[What is required]: Copy whichever lines of the data hold the word "openapi".

Stored items:
"""

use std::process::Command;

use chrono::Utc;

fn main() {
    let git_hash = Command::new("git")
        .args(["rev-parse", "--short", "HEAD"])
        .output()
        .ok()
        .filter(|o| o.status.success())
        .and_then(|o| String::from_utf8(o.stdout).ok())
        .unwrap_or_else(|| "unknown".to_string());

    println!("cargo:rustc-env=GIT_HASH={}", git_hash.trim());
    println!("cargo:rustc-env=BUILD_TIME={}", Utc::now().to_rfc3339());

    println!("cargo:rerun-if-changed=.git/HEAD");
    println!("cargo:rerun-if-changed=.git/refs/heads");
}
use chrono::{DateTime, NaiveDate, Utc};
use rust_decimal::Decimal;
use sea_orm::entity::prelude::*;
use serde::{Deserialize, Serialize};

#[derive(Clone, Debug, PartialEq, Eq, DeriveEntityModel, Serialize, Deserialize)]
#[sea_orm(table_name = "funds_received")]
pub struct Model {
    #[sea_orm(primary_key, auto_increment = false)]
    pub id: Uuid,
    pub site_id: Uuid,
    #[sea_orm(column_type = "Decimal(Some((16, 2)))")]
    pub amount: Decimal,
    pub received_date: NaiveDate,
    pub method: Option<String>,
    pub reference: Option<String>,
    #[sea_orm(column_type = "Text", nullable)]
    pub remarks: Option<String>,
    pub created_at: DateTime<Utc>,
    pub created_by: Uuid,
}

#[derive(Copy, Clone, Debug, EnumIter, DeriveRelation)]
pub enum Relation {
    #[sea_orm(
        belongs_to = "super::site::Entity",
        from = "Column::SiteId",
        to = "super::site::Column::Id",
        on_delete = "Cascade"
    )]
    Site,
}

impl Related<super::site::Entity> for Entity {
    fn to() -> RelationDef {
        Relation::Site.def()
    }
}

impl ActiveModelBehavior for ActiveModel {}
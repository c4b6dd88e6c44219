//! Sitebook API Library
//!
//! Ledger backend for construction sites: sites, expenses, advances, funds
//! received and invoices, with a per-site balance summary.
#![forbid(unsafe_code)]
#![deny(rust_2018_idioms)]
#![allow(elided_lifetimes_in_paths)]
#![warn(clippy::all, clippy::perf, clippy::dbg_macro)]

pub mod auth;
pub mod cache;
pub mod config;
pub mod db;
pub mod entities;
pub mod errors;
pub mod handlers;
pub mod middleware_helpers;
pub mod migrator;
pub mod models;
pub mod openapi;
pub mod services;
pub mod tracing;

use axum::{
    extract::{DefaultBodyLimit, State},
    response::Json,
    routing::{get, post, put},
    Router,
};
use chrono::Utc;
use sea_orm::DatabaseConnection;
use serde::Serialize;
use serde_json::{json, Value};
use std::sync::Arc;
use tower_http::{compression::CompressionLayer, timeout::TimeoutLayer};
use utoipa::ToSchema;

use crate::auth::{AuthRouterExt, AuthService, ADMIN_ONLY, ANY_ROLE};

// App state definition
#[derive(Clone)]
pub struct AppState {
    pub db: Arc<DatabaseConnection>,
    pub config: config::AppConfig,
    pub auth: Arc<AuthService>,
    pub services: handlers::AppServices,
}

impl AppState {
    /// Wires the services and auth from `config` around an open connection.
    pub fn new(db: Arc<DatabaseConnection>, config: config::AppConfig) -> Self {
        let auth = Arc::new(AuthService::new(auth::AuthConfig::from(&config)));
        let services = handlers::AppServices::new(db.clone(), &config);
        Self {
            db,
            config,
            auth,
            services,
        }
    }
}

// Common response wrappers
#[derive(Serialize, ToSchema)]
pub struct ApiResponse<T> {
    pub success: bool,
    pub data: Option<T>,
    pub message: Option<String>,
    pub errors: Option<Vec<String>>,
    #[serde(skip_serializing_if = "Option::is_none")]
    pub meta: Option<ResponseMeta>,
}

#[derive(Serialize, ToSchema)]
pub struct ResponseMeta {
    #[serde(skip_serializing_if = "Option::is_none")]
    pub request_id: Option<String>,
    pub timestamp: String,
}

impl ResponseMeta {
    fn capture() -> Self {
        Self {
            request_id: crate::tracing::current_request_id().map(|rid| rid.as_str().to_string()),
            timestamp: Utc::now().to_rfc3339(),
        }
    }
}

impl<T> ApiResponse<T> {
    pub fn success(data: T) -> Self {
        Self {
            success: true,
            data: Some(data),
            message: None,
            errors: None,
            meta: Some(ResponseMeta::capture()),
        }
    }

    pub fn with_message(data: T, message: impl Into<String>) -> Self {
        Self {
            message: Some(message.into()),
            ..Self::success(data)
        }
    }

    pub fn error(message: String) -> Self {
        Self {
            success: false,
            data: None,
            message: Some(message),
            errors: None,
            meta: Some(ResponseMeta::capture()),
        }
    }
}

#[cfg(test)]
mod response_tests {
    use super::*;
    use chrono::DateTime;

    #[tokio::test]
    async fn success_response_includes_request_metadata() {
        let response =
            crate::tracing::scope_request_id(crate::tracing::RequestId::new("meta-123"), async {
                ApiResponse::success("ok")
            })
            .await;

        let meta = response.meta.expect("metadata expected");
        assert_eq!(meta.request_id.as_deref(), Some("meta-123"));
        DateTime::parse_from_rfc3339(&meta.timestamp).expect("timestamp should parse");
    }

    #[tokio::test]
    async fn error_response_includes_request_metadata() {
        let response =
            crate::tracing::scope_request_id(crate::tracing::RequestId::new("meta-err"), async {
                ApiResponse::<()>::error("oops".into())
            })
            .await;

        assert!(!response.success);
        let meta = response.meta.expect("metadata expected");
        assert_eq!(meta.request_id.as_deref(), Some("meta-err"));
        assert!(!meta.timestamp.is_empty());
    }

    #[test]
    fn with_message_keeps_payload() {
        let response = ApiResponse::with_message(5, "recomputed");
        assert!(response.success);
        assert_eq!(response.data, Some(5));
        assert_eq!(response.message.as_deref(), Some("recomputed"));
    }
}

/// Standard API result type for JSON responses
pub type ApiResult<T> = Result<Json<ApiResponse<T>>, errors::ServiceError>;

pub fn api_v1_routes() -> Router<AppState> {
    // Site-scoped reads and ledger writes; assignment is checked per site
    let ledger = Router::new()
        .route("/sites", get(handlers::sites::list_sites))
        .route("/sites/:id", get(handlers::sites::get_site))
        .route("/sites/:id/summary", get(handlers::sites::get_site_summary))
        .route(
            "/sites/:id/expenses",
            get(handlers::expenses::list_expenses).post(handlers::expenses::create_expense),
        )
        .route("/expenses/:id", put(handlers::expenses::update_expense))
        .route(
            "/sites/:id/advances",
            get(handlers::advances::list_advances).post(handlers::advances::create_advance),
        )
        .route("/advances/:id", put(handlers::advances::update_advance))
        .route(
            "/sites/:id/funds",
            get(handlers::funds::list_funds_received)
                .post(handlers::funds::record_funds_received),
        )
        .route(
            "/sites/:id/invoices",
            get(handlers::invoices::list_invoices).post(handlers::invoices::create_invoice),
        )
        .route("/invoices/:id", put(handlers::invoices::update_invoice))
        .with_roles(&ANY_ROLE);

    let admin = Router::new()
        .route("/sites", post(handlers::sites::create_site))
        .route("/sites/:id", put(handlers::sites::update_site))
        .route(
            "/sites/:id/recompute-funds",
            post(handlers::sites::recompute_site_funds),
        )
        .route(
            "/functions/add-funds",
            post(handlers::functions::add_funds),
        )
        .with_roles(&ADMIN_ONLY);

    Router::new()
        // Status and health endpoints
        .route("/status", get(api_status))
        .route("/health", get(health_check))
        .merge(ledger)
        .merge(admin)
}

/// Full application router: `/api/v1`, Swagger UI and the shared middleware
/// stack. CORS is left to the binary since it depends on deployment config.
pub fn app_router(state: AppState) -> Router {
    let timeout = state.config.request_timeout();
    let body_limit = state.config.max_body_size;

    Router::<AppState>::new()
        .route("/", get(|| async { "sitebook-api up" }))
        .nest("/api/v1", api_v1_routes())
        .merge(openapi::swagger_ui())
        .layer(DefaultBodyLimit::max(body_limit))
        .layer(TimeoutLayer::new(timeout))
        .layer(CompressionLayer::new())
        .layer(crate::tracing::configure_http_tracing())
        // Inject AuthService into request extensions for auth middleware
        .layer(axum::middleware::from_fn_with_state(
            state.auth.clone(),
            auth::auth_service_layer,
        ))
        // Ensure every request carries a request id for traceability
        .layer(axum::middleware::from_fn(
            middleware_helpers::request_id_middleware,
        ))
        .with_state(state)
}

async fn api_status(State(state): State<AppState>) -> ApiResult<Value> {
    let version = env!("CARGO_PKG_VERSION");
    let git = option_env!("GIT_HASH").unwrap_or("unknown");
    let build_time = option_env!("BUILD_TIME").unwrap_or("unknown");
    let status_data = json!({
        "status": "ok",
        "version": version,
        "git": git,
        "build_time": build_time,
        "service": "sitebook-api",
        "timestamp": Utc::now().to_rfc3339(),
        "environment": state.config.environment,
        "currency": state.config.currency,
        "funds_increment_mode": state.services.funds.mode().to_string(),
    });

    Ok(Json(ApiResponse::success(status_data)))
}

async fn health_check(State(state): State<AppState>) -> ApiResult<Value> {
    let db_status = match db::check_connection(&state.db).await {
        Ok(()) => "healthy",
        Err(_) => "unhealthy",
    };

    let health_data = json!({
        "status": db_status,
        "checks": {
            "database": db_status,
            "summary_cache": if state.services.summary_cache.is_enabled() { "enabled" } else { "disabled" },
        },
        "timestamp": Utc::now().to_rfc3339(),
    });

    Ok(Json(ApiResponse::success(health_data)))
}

"""

[Result of this task]:
pub mod openapi;
        .merge(openapi::swagger_ui())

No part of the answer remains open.